La justice belge donne raison à la Commission mais ménage AstraZeneca
Tout le monde est satisfait. Tant la Commission européenne qu’AstraZeneca se sont félicitées du jugement rendu ce vendredi en référé par le tribunal de première instance de Bruxelles.
- Publié le 18-06-2021 à 21h12
- Mis à jour le 18-06-2021 à 21h19
L’Union européenne poursuit en justice la firme pharmaceutique suédo-britannique, qu’elle accuse de ne pas fournir "les meilleurs efforts" requis pour honorer le contrat pré-achat de 300 millions de doses de vaccins contre le Covid-19 signé le 27 août 2020. Depuis le début de l’année, les livraisons accusent du retard. Beaucoup de retard. Au moment où la Commission s’est adressée à la justice, AstraZeneca n’avait livré que 30 millions des 120 millions de doses promises au premier trimestre. Un réel problème, étant donné que la stratégie vaccinale de certains des Vingt-sept s’appuyait largement sur les doses d’AstraZeneca (qui comptaient pour 40% du portefeuille dans certains cas).
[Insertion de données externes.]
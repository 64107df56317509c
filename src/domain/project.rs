use serde::{Deserialize, Deserializer, Serialize};
use uuid::Uuid;

use super::{
    ensure_valid, is_filled, HackathonId, ProjectAPIError, ProjectId, Rule,
    ValidationError,
};

pub const UNTITLED_PROJECT_NAME: &str = "Untitled Project";

/// A hackathon submission. Optional text fields are empty strings rather than
/// missing, so readers never have to deal with nulls.
#[derive(Debug, Clone, PartialEq, Serialize, Deserialize)]
pub struct Project {
    pub id: ProjectId,
    #[serde(rename = "hackaton_id", alias = "hackathon_id")]
    pub hackathon_id: HackathonId,
    pub project_name: String,
    pub short_description: String,
    pub full_description: String,
    pub tech_stack: String,
    pub github_repository: String,
    pub demo_link: String,
    pub logo_url: String,
    pub cover_url: String,
    pub demo_video_link: String,
    pub screenshots: Vec<String>,
    pub tracks: Vec<String>,
    pub is_preexisting_idea: bool,
    #[serde(rename = "isDraft")]
    pub is_draft: bool,
}

impl Project {
    pub fn new(hackathon_id: HackathonId, input: ProjectInput) -> Self {
        let mut project = Self::untitled(hackathon_id);
        project.replace_with(input);
        project
    }

    /// Placeholder project created when someone invites teammates before
    /// submitting anything.
    pub fn untitled(hackathon_id: HackathonId) -> Self {
        Self {
            id: ProjectId::default(),
            hackathon_id,
            project_name: UNTITLED_PROJECT_NAME.to_owned(),
            short_description: String::new(),
            full_description: String::new(),
            tech_stack: String::new(),
            github_repository: String::new(),
            demo_link: String::new(),
            logo_url: String::new(),
            cover_url: String::new(),
            demo_video_link: String::new(),
            screenshots: Vec::new(),
            tracks: Vec::new(),
            is_preexisting_idea: false,
            is_draft: true,
        }
    }

    /// Overwrites every submitted field. Identity and hackathon are kept.
    pub fn replace_with(&mut self, input: ProjectInput) {
        self.project_name = input.project_name;
        self.short_description = input.short_description;
        self.full_description = input.full_description;
        self.tech_stack = input.tech_stack;
        self.github_repository = input.github_repository;
        self.demo_link = input.demo_link;
        self.logo_url = input.logo_url;
        self.cover_url = input.cover_url;
        self.demo_video_link = input.demo_video_link;
        self.screenshots = input.screenshots;
        self.tracks = input.tracks;
        self.is_preexisting_idea = input.is_preexisting_idea;
        self.is_draft = input.is_draft;
    }
}

/// Body of create and update requests.
#[derive(Debug, Clone, Default, PartialEq, Deserialize)]
pub struct ProjectInput {
    #[serde(default, rename = "hackaton_id", alias = "hackathon_id")]
    pub hackathon_id: Option<Uuid>,
    #[serde(default)]
    pub user_id: Option<Uuid>,
    #[serde(default, deserialize_with = "null_as_default")]
    pub project_name: String,
    #[serde(default, deserialize_with = "null_as_default")]
    pub short_description: String,
    #[serde(default, deserialize_with = "null_as_default")]
    pub full_description: String,
    #[serde(default, deserialize_with = "null_as_default")]
    pub tech_stack: String,
    #[serde(default, deserialize_with = "null_as_default")]
    pub github_repository: String,
    #[serde(default, deserialize_with = "null_as_default")]
    pub demo_link: String,
    #[serde(default, deserialize_with = "null_as_default")]
    pub logo_url: String,
    #[serde(default, deserialize_with = "null_as_default")]
    pub cover_url: String,
    #[serde(default, deserialize_with = "null_as_default")]
    pub demo_video_link: String,
    #[serde(default, deserialize_with = "null_as_default")]
    pub screenshots: Vec<String>,
    #[serde(default, deserialize_with = "null_as_default")]
    pub tracks: Vec<String>,
    #[serde(default, deserialize_with = "null_as_default")]
    pub is_preexisting_idea: bool,
    #[serde(default, rename = "isDraft", deserialize_with = "null_as_default")]
    pub is_draft: bool,
}

fn null_as_default<'de, D, T>(deserializer: D) -> Result<T, D::Error>
where
    D: Deserializer<'de>,
    T: Default + Deserialize<'de>,
{
    Ok(Option::<T>::deserialize(deserializer)?.unwrap_or_default())
}

pub const PROJECT_SUBMISSION_RULES: [Rule<ProjectInput>; 4] = [
    Rule::new("project_name", "Project name is required", |p| {
        is_filled(&p.project_name)
    }),
    Rule::new("short_description", "Short description is required", |p| {
        is_filled(&p.short_description)
    }),
    Rule::new("hackaton_id", "Hackathon is required", |p| {
        p.hackathon_id.is_some()
    }),
    Rule::new("tracks", "Select at least one track", |p| {
        p.tracks.iter().any(|t| is_filled(t))
    }),
];

// Drafts may be incomplete but must still belong to a hackathon.
pub const PROJECT_DRAFT_RULES: [Rule<ProjectInput>; 1] =
    [Rule::new("hackaton_id", "Hackathon is required", |p| {
        p.hackathon_id.is_some()
    })];

impl ProjectInput {
    pub fn validate(&self) -> Result<(), ValidationError> {
        if self.is_draft {
            ensure_valid(self, &PROJECT_DRAFT_RULES)
        } else {
            ensure_valid(self, &PROJECT_SUBMISSION_RULES)
        }
    }
}

/// Read-only award attached to a project.
#[derive(Debug, Clone, PartialEq, Serialize, Deserialize)]
pub struct Prize {
    pub id: Uuid,
    pub project_id: ProjectId,
    pub prize: String,
    pub track: String,
}

impl Prize {
    pub fn new(project_id: ProjectId, prize: &str, track: &str) -> Self {
        Self {
            id: Uuid::new_v4(),
            project_id,
            prize: prize.to_owned(),
            track: track.to_owned(),
        }
    }
}

/// Conjunctive listing filter. `search` matches any of its words against the
/// name or full description (case-insensitive), or the whole phrase against a
/// track.
#[derive(Debug, Clone, Default, PartialEq)]
pub struct ProjectFilter {
    pub search: Option<String>,
    pub hackathon_id: Option<HackathonId>,
    pub track: Option<String>,
    pub winning_only: bool,
}

impl ProjectFilter {
    pub fn search_phrase(&self) -> Option<&str> {
        self.search
            .as_deref()
            .map(str::trim)
            .filter(|s| !s.is_empty())
    }

    pub fn search_terms(&self) -> Vec<&str> {
        self.search_phrase()
            .map(|phrase| phrase.split_whitespace().collect())
            .unwrap_or_default()
    }

    pub fn track(&self) -> Option<&str> {
        self.track.as_deref().filter(|t| !t.is_empty())
    }

    pub fn matches(&self, project: &Project, has_prize: bool) -> bool {
        if let Some(hackathon_id) = &self.hackathon_id {
            if &project.hackathon_id != hackathon_id {
                return false;
            }
        }
        if let Some(track) = self.track() {
            if !project.tracks.iter().any(|t| t == track) {
                return false;
            }
        }
        if self.winning_only && !has_prize {
            return false;
        }
        match self.search_phrase() {
            None => true,
            Some(phrase) => {
                let name = project.project_name.to_lowercase();
                let description = project.full_description.to_lowercase();
                self.search_terms().iter().any(|term| {
                    let term = term.to_lowercase();
                    name.contains(&term) || description.contains(&term)
                }) || project.tracks.iter().any(|t| t == phrase)
            }
        }
    }
}

#[derive(Debug, Clone, Copy, PartialEq, Eq)]
pub struct Pagination {
    page: i64,
    page_size: i64,
    offset: i64,
}

impl Pagination {
    pub fn new(page: i64, page_size: i64) -> Result<Self, ProjectAPIError> {
        if page <= 0 || page_size <= 0 {
            return Err(ProjectAPIError::BadRequest(
                "page and pageSize must be positive".to_owned(),
            ));
        }
        let offset = (page - 1).checked_mul(page_size).ok_or_else(|| {
            ProjectAPIError::BadRequest("page is out of range".to_owned())
        })?;
        Ok(Self {
            page,
            page_size,
            offset,
        })
    }

    pub fn page(&self) -> i64 {
        self.page
    }

    pub fn page_size(&self) -> i64 {
        self.page_size
    }

    pub fn offset(&self) -> i64 {
        self.offset
    }
}

#[derive(Debug, Clone, PartialEq, Serialize, Deserialize)]
pub struct ProjectPage {
    pub projects: Vec<Project>,
    pub total: i64,
    pub page: i64,
    #[serde(rename = "pageSize")]
    pub page_size: i64,
}
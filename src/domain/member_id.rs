use super::ValidationError;
use serde::{Deserialize, Serialize};
use uuid::Uuid;

#[derive(Debug, Clone, PartialEq, Eq, Hash, Serialize, Deserialize)]
pub struct MemberId(Uuid);

impl MemberId {
    pub fn parse(id: &str) -> Result<Self, ValidationError> {
        let parsed = uuid::Uuid::try_parse(id).map_err(|e| {
            ValidationError::new(format!("Invalid member ID: {e}"))
        })?;
        Ok(Self(parsed))
    }

    pub fn new(uuid: Uuid) -> Self {
        Self(uuid)
    }
}

impl Default for MemberId {
    fn default() -> Self {
        Self(uuid::Uuid::new_v4())
    }
}

impl AsRef<Uuid> for MemberId {
    fn as_ref(&self) -> &Uuid {
        &self.0
    }
}

#[test]
fn test_invalid_member_id() {
    let invalid_id = "5b5b32e3a66cc-45bc-82d1-d41582139f1e";
    let error = MemberId::parse(invalid_id).expect_err(invalid_id);
    assert_eq!(error.message(), "Invalid member ID: failed to parse a UUID");
}
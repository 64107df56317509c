use std::collections::HashMap;
use std::time::{Duration, Instant};

use crate::domain::{RateLimitStore, RateLimitStoreError, UserId};

/// Fixed-window counter kept in process memory.
pub struct HashmapRateLimitStore {
    max_requests: u32,
    window: Duration,
    windows: HashMap<UserId, (Instant, u32)>,
}

impl HashmapRateLimitStore {
    pub fn new(max_requests: u32, window: Duration) -> Self {
        Self {
            max_requests,
            window,
            windows: HashMap::new(),
        }
    }
}

#[async_trait::async_trait]
impl RateLimitStore for HashmapRateLimitStore {
    async fn register_hit(
        &mut self,
        user_id: &UserId,
    ) -> Result<(), RateLimitStoreError> {
        let now = Instant::now();
        let window = self.window;
        // Drop closed windows so the map only holds recently active users.
        self.windows
            .retain(|_, (opened, _)| now.duration_since(*opened) < window);

        let entry = self.windows.entry(user_id.clone()).or_insert((now, 0));

        if entry.1 >= self.max_requests {
            return Err(RateLimitStoreError::LimitExceeded);
        }

        entry.1 += 1;
        Ok(())
    }
}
L’Union réclamait en justice 90 millions de doses pour la fin du second trimestre, avec une astreinte de 10 euro par jour par dose non livrée. La juge Grisard a ordonné à AstraZeneca de livrer 50 millions de doses d’ici le 21 septembre, pour arriver à un total de 80 millions, sous peine de devoir s’acquitter d’une astreinte de 10 euros par dose non livrée. Le calendrier imposé est le suivant : 15 millions de doses à livrer avant le 26 juillet "à 9 h", puis 20 pour le 23 août et 15 autres millions d’ici au 27 septembre. Soulagement du côté du laboratoire, qui affirme qu’il a déjà livré 70 millions de doses et qu’il aura atteint sans difficulté le chiffre de 80 millions dès juin.
Même si l’Union obtiendra moins de doses qu’espéré, la Commission estime, elle aussi, que le jugement lui est favorable. "Le tribunal considère qu’il y a eu une violation de contrat", insiste un avocat défendant la Commission, pointant que le jugement fait état de "faute lourde" commise par AstraZeneca qui a "délibérément violé" le contrat. La juge rappelle certes que l’UE n’avait "ni priorité, ni exclusivité" sur les doses produites par AstraZeneca dans les usines mentionnées dans le contrat, dont celle de Seneffe, en Belgique. Mais elle affirme que le laboratoire aurait dû utiliser la production des sites d’Halix, aux Pays-Bas, et d’Oxford Biomedica, outre-Manche pour honorer ses engagements envers l’UE, plutôt que de les réserver au Royaume-Uni. De plus, l’UE n’a appris qu’en mai que celui-ci était un client prioritaire d’AstraZeneca. Or, l’article 13.1.e du contrat passé avec l’UE stipule qu’aucun autre engagement ne peut empêcher le laboratoire d’honorer ses obligations.
S’il n’obtient pas le montant de doses ni les astreintes qu’elle réclamait, la Commission estime qu’elle l’emporte sur les principes. "C’est important pour le futur", souligne un juriste maison, rappelant que la Commission négocie de nouveaux contrats avec d’autres firmes. "Ces principes ont des conséquences concrètes", insiste l’avocat mandaté par la Commission. Ainsi, le jugement obligera AstraZeneca à utiliser, si nécessaire, le site d’Oxford Biomedica pour respecter ses obligations de fournir les 220 millions de doses manquantes. Le tribunal n’a pas fixé de délai pour cette livraison. L’affaire se poursuivra lors de deux nouvelles audiences sur le fond, programmées les 24 et 29 septembre.